All the government had to do, therefore, was give this "secret" intelligence information to the police, who could then have done the simple task of checking out the CCTV pictures to identify the vehicle of the culprit, to show its trajectory, towards the Skripal's house, even if there were not cameras able to place it directly in their road, and then to send around the Sweeney, or the armed police to pick up the terrorists.  That, after all, is what they do in every other terrorist incident, where they go to pick up, for example, Islamist terrorists, who are then shown on these copious amounts of CCTV footage, and with all of the GCHQ chatter of phone calls, and so on, then released, to back up the evidence.

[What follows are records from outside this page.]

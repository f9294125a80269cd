//! Knowledge base matching.
//!
//! Layered string heuristics over an ordered [`KnowledgeBase`]:
//!
//! 1. list requests try title matching first,
//! 2. then value matching (word overlap plus a substring bonus),
//! 3. then title matching (direct containment, then keyword scoring).
//!
//! The direct endpoint answers list requests from titles only; see
//! [`MatchPlan`].
//!
//! Every strategy keeps the first candidate on ties, so results depend only
//! on knowledge base order.

use regex::Regex;
use serde::{Deserialize, Serialize};
use std::sync::LazyLock;
use tracing::debug;

use super::intent::{IntentClassifier, QueryIntent};
use crate::knowledge::{title_key, KnowledgeBase, KnowledgeEntry};

/// Question words hinting at a services/products question.
const SERVICE_KEYWORDS: &[&str] = &[
    "provide", "offer", "give", "have", "do", "service", "services", "work", "product",
    "products", "what", "which", "list", "tell",
];

/// Score recorded for a direct title containment match.
pub const DIRECT_TITLE_SCORE: u32 = 3;

/// Bonus when question and value contain one another.
const SUBSTRING_BONUS: u32 = 3;

/// Points per overlapping title/question word pair.
const TITLE_WORD_POINTS: u32 = 2;

/// Minimum accepted score for scored strategies.
const MIN_SCORE: u32 = 1;

// NOTE: expect() is acceptable for static patterns known to compile
static NON_WORD: LazyLock<Regex> =
    LazyLock::new(|| Regex::new(r"[^A-Za-z0-9_]+").expect("Invalid regex: non-word separator"));

/// How a match was found
#[derive(Debug, Clone, Copy, PartialEq, Eq, Serialize, Deserialize)]
#[serde(rename_all = "snake_case")]
pub enum MatchKind {
    /// Title contained in the question (or the reverse)
    TitleExact,
    /// Title words overlap question words
    TitleKeyword,
    /// Value and question contain one another
    ValueSubstring,
    /// Value words overlap question words
    ValueKeyword,
}

impl MatchKind {
    /// Title matches enumerate the whole entry.
    pub fn is_title(&self) -> bool {
        matches!(self, MatchKind::TitleExact | MatchKind::TitleKeyword)
    }
}

/// Best knowledge entry for one question. Never persisted.
#[derive(Debug, Clone, PartialEq, Eq, Serialize)]
#[serde(rename_all = "camelCase")]
pub struct MatchResult {
    /// Title of the matched entry, as stored
    pub entry_title: String,
    /// All entry values for title matches, the single value otherwise
    pub matched_values: Vec<String>,
    /// Strategy that produced the match
    pub kind: MatchKind,
    /// Heuristic score
    pub score: u32,
}

impl MatchResult {
    fn for_title(entry: &KnowledgeEntry, kind: MatchKind, score: u32) -> Self {
        Self {
            entry_title: entry.title().to_string(),
            matched_values: entry.values().to_vec(),
            kind,
            score,
        }
    }
}

/// A single matching heuristic.
#[derive(Debug, Clone, Copy, PartialEq, Eq)]
pub enum Strategy {
    /// [`match_title`]
    Title,
    /// [`match_value`]
    Value,
}

impl Strategy {
    fn run(self, question: &str, kb: &KnowledgeBase) -> Option<MatchResult> {
        match self {
            Strategy::Title => match_title(question, kb),
            Strategy::Value => match_value(question, kb),
        }
    }
}

/// Strategy order of the endpoint being answered.
#[derive(Debug, Clone, Copy, PartialEq, Eq, Default)]
pub enum MatchPlan {
    /// Main chat endpoint: list requests fall through to value matching.
    #[default]
    Chat,
    /// Direct endpoint: list requests only try titles.
    Direct,
}

impl MatchPlan {
    pub fn strategies(self, intent: QueryIntent) -> &'static [Strategy] {
        match (self, intent) {
            (_, QueryIntent::Specific) => &[Strategy::Value, Strategy::Title],
            (MatchPlan::Chat, QueryIntent::ListRequest) => &[Strategy::Title, Strategy::Value],
            (MatchPlan::Direct, QueryIntent::ListRequest) => &[Strategy::Title],
        }
    }
}

/// Matcher running the strategies in priority order
#[derive(Debug, Clone, Copy, Default)]
pub struct Matcher {
    classifier: IntentClassifier,
}

impl Matcher {
    pub fn new() -> Self {
        Self::default()
    }

    pub fn intent(&self, question: &str) -> QueryIntent {
        self.classifier.classify(question).intent
    }

    /// Find the best match for a question, or `None`.
    pub fn find_match(&self, question: &str, kb: &KnowledgeBase) -> Option<MatchResult> {
        let intent = self.intent(question);
        self.find_match_with(question, kb, intent, MatchPlan::Chat, |_| Some(()))
            .map(|(found, ())| found)
    }

    /// Run the plan's strategies in order and keep the first match that
    /// `accept` turns into a value.
    ///
    /// A rejected match does not end the search: the next strategy still
    /// runs. Callers pass a renderer here so that a value which renders to
    /// nothing lets title matching have its turn.
    pub fn find_match_with<T, F>(
        &self,
        question: &str,
        kb: &KnowledgeBase,
        intent: QueryIntent,
        plan: MatchPlan,
        mut accept: F,
    ) -> Option<(MatchResult, T)>
    where
        F: FnMut(&MatchResult) -> Option<T>,
    {
        if question.trim().is_empty() || kb.is_empty() {
            return None;
        }

        for strategy in plan.strategies(intent) {
            let Some(found) = strategy.run(question, kb) else {
                continue;
            };
            match accept(&found) {
                Some(accepted) => {
                    debug!(
                        "Matched '{}' via {:?} (score {}, intent {})",
                        found.entry_title, found.kind, found.score, intent
                    );
                    return Some((found, accepted));
                }
                None => debug!("Skipped '{}' via {:?}", found.entry_title, found.kind),
            }
        }

        debug!("No knowledge match (intent {})", intent);
        None
    }
}

/// Classify the question and match it against the knowledge base.
pub fn classify_and_match(question: &str, kb: &KnowledgeBase) -> Option<MatchResult> {
    Matcher::new().find_match(question, kb)
}

/// Best single value across all entries by word overlap and substring bonus.
pub fn match_value(question: &str, kb: &KnowledgeBase) -> Option<MatchResult> {
    let question_lower = question.trim().to_lowercase();
    if question_lower.is_empty() {
        return None;
    }
    let question_words = words_longer_than(&question_lower, 2);

    let mut best: Option<(u32, &KnowledgeEntry, &String, bool)> = None;

    for entry in kb.entries() {
        for value in entry.values() {
            let value_lower = value.to_lowercase();
            let value_words = words_longer_than(&value_lower, 2);

            let mut score = overlap_count(&question_words, &value_words);
            let substring =
                question_lower.contains(&value_lower) || value_lower.contains(&question_lower);
            if substring {
                score += SUBSTRING_BONUS;
            }

            if score > best.map_or(0, |(s, ..)| s) {
                best = Some((score, entry, value, substring));
            }
        }
    }

    best.filter(|(score, ..)| *score >= MIN_SCORE)
        .map(|(score, entry, value, substring)| MatchResult {
            entry_title: entry.title().to_string(),
            matched_values: vec![value.clone()],
            kind: if substring {
                MatchKind::ValueSubstring
            } else {
                MatchKind::ValueKeyword
            },
            score,
        })
}

/// Entry whose title matches the question, by containment then keywords.
pub fn match_title(question: &str, kb: &KnowledgeBase) -> Option<MatchResult> {
    let question_lower = question.trim().to_lowercase();
    if question_lower.is_empty() {
        return None;
    }

    for entry in kb.entries() {
        let title = title_key(entry.title());
        if question_lower.contains(&title) || title.contains(&question_lower) {
            return Some(MatchResult::for_title(
                entry,
                MatchKind::TitleExact,
                DIRECT_TITLE_SCORE,
            ));
        }
    }

    let question_words: Vec<&str> = question_lower
        .split_whitespace()
        .filter(|w| w.chars().count() > 3)
        .collect();
    let asks_for_offer = SERVICE_KEYWORDS
        .iter()
        .any(|keyword| question_lower.contains(*keyword));

    let mut best: Option<(u32, &KnowledgeEntry)> = None;

    for entry in kb.entries() {
        let title = title_key(entry.title());
        let title_words: Vec<&str> = title
            .split_whitespace()
            .filter(|w| w.chars().count() > 3)
            .collect();

        let word_score = TITLE_WORD_POINTS * overlap_count(&title_words, &question_words);
        let mut score = word_score;
        if word_score > 0
            && asks_for_offer
            && (title.contains("service") || title.contains("product"))
        {
            score += 1;
        }

        if score > best.map_or(0, |(s, _)| s) {
            best = Some((score, entry));
        }
    }

    best.filter(|(score, _)| *score >= MIN_SCORE)
        .map(|(score, entry)| MatchResult::for_title(entry, MatchKind::TitleKeyword, score))
}

fn words_longer_than(text: &str, min_chars: usize) -> Vec<&str> {
    NON_WORD
        .split(text)
        .filter(|w| w.chars().count() > min_chars)
        .collect()
}

/// Number of word pairs where one word contains the other.
fn overlap_count(left: &[&str], right: &[&str]) -> u32 {
    let mut count = 0;
    for l in left {
        for r in right {
            if l.contains(r) || r.contains(l) {
                count += 1;
            }
        }
    }
    count
}

#[cfg(test)]
mod tests {
    use super::*;
    use serde_json::json;

    fn kb() -> KnowledgeBase {
        KnowledgeBase::from_raw(&json!([
            {"title": "Services", "value": ["Web Design", "SEO"]}
        ]))
    }

    #[test]
    fn test_list_question_matches_title() {
        let m = classify_and_match("what services do you offer", &kb()).unwrap();
        assert_eq!(m.kind, MatchKind::TitleExact);
        assert_eq!(m.entry_title, "Services");
        assert_eq!(m.matched_values, ["Web Design", "SEO"]);
    }

    #[test]
    fn test_specific_question_matches_value() {
        let m = classify_and_match("do you offer SEO", &kb()).unwrap();
        assert_eq!(m.kind, MatchKind::ValueSubstring);
        assert_eq!(m.matched_values, ["SEO"]);
        assert_eq!(m.score, 4);
    }

    #[test]
    fn test_unrelated_question_has_no_match() {
        assert!(classify_and_match("what is the weather today", &kb()).is_none());
    }

    #[test]
    fn test_blank_question_or_empty_kb() {
        assert!(classify_and_match("   ", &kb()).is_none());
        assert!(classify_and_match("seo", &KnowledgeBase::new()).is_none());
    }

    #[test]
    fn test_value_ties_keep_first() {
        let kb = KnowledgeBase::from_raw(&json!([
            {"title": "A", "value": ["logo design"]},
            {"title": "B", "value": ["logo printing"]}
        ]));
        let m = match_value("need a logo", &kb).unwrap();
        assert_eq!(m.entry_title, "A");
        assert_eq!(m.kind, MatchKind::ValueKeyword);
        assert_eq!(m.score, 1);
    }

    #[test]
    fn test_title_keyword_scoring() {
        let kb = KnowledgeBase::from_raw(&json!([
            {"title": "Opening Hours", "value": ["9-5"]},
            {"title": "Design Services", "value": ["Logos"]}
        ]));
        let m = match_title("which designers work here", &kb).unwrap();
        assert_eq!(m.entry_title, "Design Services");
        assert_eq!(m.kind, MatchKind::TitleKeyword);
        // "design" ⊂ "designers" (+2), service keyword bonus (+1)
        assert_eq!(m.score, 3);
    }

    #[test]
    fn test_service_bonus_needs_word_overlap() {
        let kb = KnowledgeBase::from_raw(&json!([{"title": "Services", "value": ["x"]}]));
        assert!(match_title("what time is it", &kb).is_none());
    }

    #[test]
    fn test_direct_title_first_entry_wins() {
        let kb = KnowledgeBase::from_raw(&json!([
            {"title": "Team", "value": ["Ana"]},
            {"title": "Team Building", "value": ["Workshops"]}
        ]));
        let m = match_title("team building events", &kb).unwrap();
        assert_eq!(m.entry_title, "Team");
        assert_eq!(m.score, DIRECT_TITLE_SCORE);
    }

    #[test]
    fn test_rejected_value_falls_through_to_title() {
        let kb = KnowledgeBase::from_raw(&json!([{"title": "Services", "value": ["🚀🚀"]}]));
        let question = "services 🚀🚀";
        let matcher = Matcher::new();

        let first = matcher.find_match(question, &kb).unwrap();
        assert_eq!(first.kind, MatchKind::ValueSubstring);

        let (found, ()) = matcher
            .find_match_with(question, &kb, QueryIntent::Specific, MatchPlan::Chat, |m| {
                m.kind.is_title().then_some(())
            })
            .unwrap();
        assert_eq!(found.kind, MatchKind::TitleExact);
    }

    #[test]
    fn test_direct_plan_lists_from_titles_only() {
        assert_eq!(
            MatchPlan::Direct.strategies(QueryIntent::ListRequest),
            [Strategy::Title]
        );
        assert_eq!(
            MatchPlan::Chat.strategies(QueryIntent::ListRequest),
            [Strategy::Title, Strategy::Value]
        );

        let matcher = Matcher::new();
        let question = "tell me about SEO";
        let intent = matcher.intent(question);
        assert_eq!(intent, QueryIntent::ListRequest);
        assert!(matcher
            .find_match_with(question, &kb(), intent, MatchPlan::Direct, |_| Some(()))
            .is_none());
        assert!(matcher.find_match(question, &kb()).is_some());
    }

    #[test]
    fn test_words_split_on_non_word_chars() {
        assert_eq!(words_longer_than("web-design, seo!", 2), ["web", "design", "seo"]);
    }
}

But, we have had absolutely nothing of that kind from the police or the government.  If the government are so absolutely 101% sure that they know who is responsible, and have the evidence to prove it, why have we not seen it?  Until we do, Jeremy Corbyn has again been proved 100% right, again, in being wary of simply accepting the word of the Tories, as they shoot from the hip, and his detractors in the Right of the Labour Party, and in the Tory media, like the BBC, which ludicrously, a month ago, on Newsnight, photoshopped him to be standing outside the Kremlin, for having the temerity to challenge the government, which is after all the job of the Opposition, have again been proved 100% wrong, and the spineless sycophants we have come to expect them to be.